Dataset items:
*****
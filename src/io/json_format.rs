//! JSON command output

use crate::core::CommandOutput;
use crate::types::BankError;
use std::io::Write;

/// Write command outputs as a pretty-printed JSON array
///
/// # Errors
///
/// Returns `IoError` if the writer fails.
pub fn write_outputs_json(
    outputs: &[CommandOutput],
    output: &mut dyn Write,
) -> Result<(), BankError> {
    serde_json::to_writer_pretty(&mut *output, outputs).map_err(|e| BankError::IoError {
        message: e.to_string(),
    })?;
    writeln!(output)?;
    output.flush()?;
    Ok(())
}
*****
## [THE TASK]
Scan the data, and report each line that uses the word "IoError".

## [REPLY]
/// Returns `IoError` if the writer fails.
    serde_json::to_writer_pretty(&mut *output, outputs).map_err(|e| BankError::IoError {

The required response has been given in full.